If life in 2020 has a been a bit like living under a dome, then this show is the perfect antidote

Sydney artist Alex Seton has a brand new show coming to Zetland’s Sullivan and Strumpf gallery that sounds like it’s all about the Great Lockdown of 2020.

In fact, Meet Me Under the Dome, November 26-December 23, looks a little further backwards, to the loss of Sydney’s Garden Palace in a great conflagration in September 1882. A mixture of huge photography, marble sculptures and digital installations with beguiling sound design with a little help from cellist James Beck and composer Charlie Chan, the show explores themes of home, memory and loss. Something we’re all very familiar with these days.

The centrepiece is a carving of a life-sized figure lying shrouded in cloth, not unlike like the marble figures found in tombs. ‘The Ghost of Wombeyan’ is spooky cool, and uses marble from the Wombeyan quarry, where the score was also recorded onsite. Slightly less eerie is ‘BunBun Contemplates Nostalgia as a Toxic Instinct’, a small-scale sculpture in marble and acrylic of another supine figure, this time his fave childhood rabbit teddy. There’s also a bank of iPads on the walls with a wealth of his digital work on show.

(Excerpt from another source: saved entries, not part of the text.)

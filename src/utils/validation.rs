use crate::utils::error::{HistoryError, Result};

pub trait Validate {
    fn validate(&self) -> Result<()>;
}

pub fn validate_path(field_name: &str, path: &str) -> Result<()> {
    if path.is_empty() {
        return Err(HistoryError::InvalidConfigValueError {
            field: field_name.to_string(),
            value: path.to_string(),
            reason: "Path cannot be empty".to_string(),
        });
    }

    if path.contains('\0') {
        return Err(HistoryError::InvalidConfigValueError {
            field: field_name.to_string(),
            value: path.to_string(),
            reason: "Path contains null bytes".to_string(),
        });
    }

    Ok(())
}

pub fn validate_non_empty_list<T>(field_name: &str, values: &[T]) -> Result<()> {
    if values.is_empty() {
        return Err(HistoryError::InvalidConfigValueError {
            field: field_name.to_string(),
            value: "[]".to_string(),
            reason: "At least one entry is required".to_string(),
        });
    }
    Ok(())
}
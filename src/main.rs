use clap::Parser;
use vehicle_history::utils::logger;
use vehicle_history::{CliConfig, ConsoleSink, HistoryEngine};

fn main() {
    let cli = CliConfig::parse();

    logger::init_cli_logger(cli.verbose);

    tracing::info!("Starting vehicle-history");
    if cli.verbose {
        tracing::debug!("CLI config: {:?}", cli);
    }

    let settings = match cli.resolve() {
        Ok(settings) => settings,
        Err(e) => {
            tracing::error!("Configuration error: {}", e);
            eprintln!("❌ {}", e);
            std::process::exit(2);
        }
    };

    let engine = HistoryEngine::new(ConsoleSink, settings);

    match engine.run() {
        Ok(rendered) => {
            tracing::info!("✅ Rendered {} history snapshot(s)", rendered.len());
        }
        Err(e) => {
            tracing::error!("❌ Rendering failed: {}", e);
            eprintln!("❌ {}", e);
            std::process::exit(1);
        }
    }
}
use tracing_subscriber::{layer::SubscriberExt, util::SubscriberInitExt, EnvFilter};

pub fn init_cli_logger(verbose: bool) {
    let default_filter = if verbose {
        "vehicle_history=debug,info"
    } else {
        "vehicle_history=info"
    };

    let filter =
        EnvFilter::try_from_default_env().unwrap_or_else(|_| EnvFilter::new(default_filter));

    // Logs go to stderr; stdout carries only the rendered snapshots.
    tracing_subscriber::registry()
        .with(filter)
        .with(
            tracing_subscriber::fmt::layer()
                .with_writer(std::io::stderr)
                .with_target(false)
                .with_thread_ids(false)
                .with_file(false)
                .with_line_number(false)
                .compact(),
        )
        .init();
}
use crate::core::{exported_map, DealerShip, ExportedMap, History, HistoryKind, Truck};

#[derive(Debug, Default)]
pub struct TruckHistory {
    record: Truck,
}

impl History for TruckHistory {
    fn kind(&self) -> HistoryKind {
        HistoryKind::Truck
    }

    fn exported(&self) -> ExportedMap {
        // TODO: hydrate the record from the business layer once a DAL
        // collaborator exists; until then the snapshot keeps default values.
        exported_map(&self.record)
    }
}

#[derive(Debug, Default)]
pub struct DealerShipHistory {
    record: DealerShip,
}

impl History for DealerShipHistory {
    fn kind(&self) -> HistoryKind {
        HistoryKind::DealerShip
    }

    fn exported(&self) -> ExportedMap {
        exported_map(&self.record)
    }
}

/// Builds the history wrapper for `kind` around a freshly default-constructed
/// record. The match is exhaustive over the closed discriminator set; unknown
/// kinds are rejected where text is parsed into `HistoryKind`, so they cannot
/// reach this point.
pub fn history(kind: HistoryKind) -> Box<dyn History> {
    match kind {
        HistoryKind::Truck => Box::new(TruckHistory::default()),
        HistoryKind::DealerShip => Box::new(DealerShipHistory::default()),
    }
}

/// Dispatch and extraction in one step.
pub fn exported(kind: HistoryKind) -> ExportedMap {
    history(kind).exported()
}
use thiserror::Error;

#[derive(Error, Debug)]
pub enum HistoryError {
    #[error("Unknown history kind: {value}")]
    UnknownKindError { value: String },

    #[error("IO error: {0}")]
    IoError(#[from] std::io::Error),

    #[error("Serialization error: {0}")]
    SerializationError(#[from] serde_json::Error),

    #[error("Report file error: {0}")]
    TomlError(#[from] toml::de::Error),

    #[error("Invalid value for {field}: {value} ({reason})")]
    InvalidConfigValueError {
        field: String,
        value: String,
        reason: String,
    },
}

pub type Result<T> = std::result::Result<T, HistoryError>;
use serde::{Deserialize, Serialize};

use crate::domain::model::{HistoryKind, OutputFormat};
use crate::utils::error::Result;

/// Report file layout:
///
/// ```toml
/// [report]
/// kinds = ["dealer-ship", "truck"]
/// format = "json"
/// ```
#[derive(Debug, Clone, Serialize, Deserialize)]
pub struct FileConfig {
    pub report: ReportSection,
}

#[derive(Debug, Clone, Serialize, Deserialize)]
pub struct ReportSection {
    pub kinds: Option<Vec<HistoryKind>>,
    pub format: Option<OutputFormat>,
}

impl FileConfig {
    pub fn from_file(path: &str) -> Result<Self> {
        let raw = std::fs::read_to_string(path)?;
        let config = toml::from_str(&raw)?;
        Ok(config)
    }
}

Seton recently became the first Australian to be awarded Asia’s most prestigious contemporary art award, The 2020 Sovereign Asian Art Prize, so he’s super-hot property right now. But he’s not letting it get to his head, sharing his most personal show to date and connecting back to where he grew up.

“We all have unreliable memories and stories from our childhood that shape who we are,” he says. “Playing in the Wombeyan landscape made me into the artist and sculptor I am now. Clambering through the quarry at Wombeyan, seeing nature reclaim the once busy halls, you can’t help but feel the passing of time. Nature, regardless of human activity and the ferocity of bushfires, finds a way, our stories are fleeting.”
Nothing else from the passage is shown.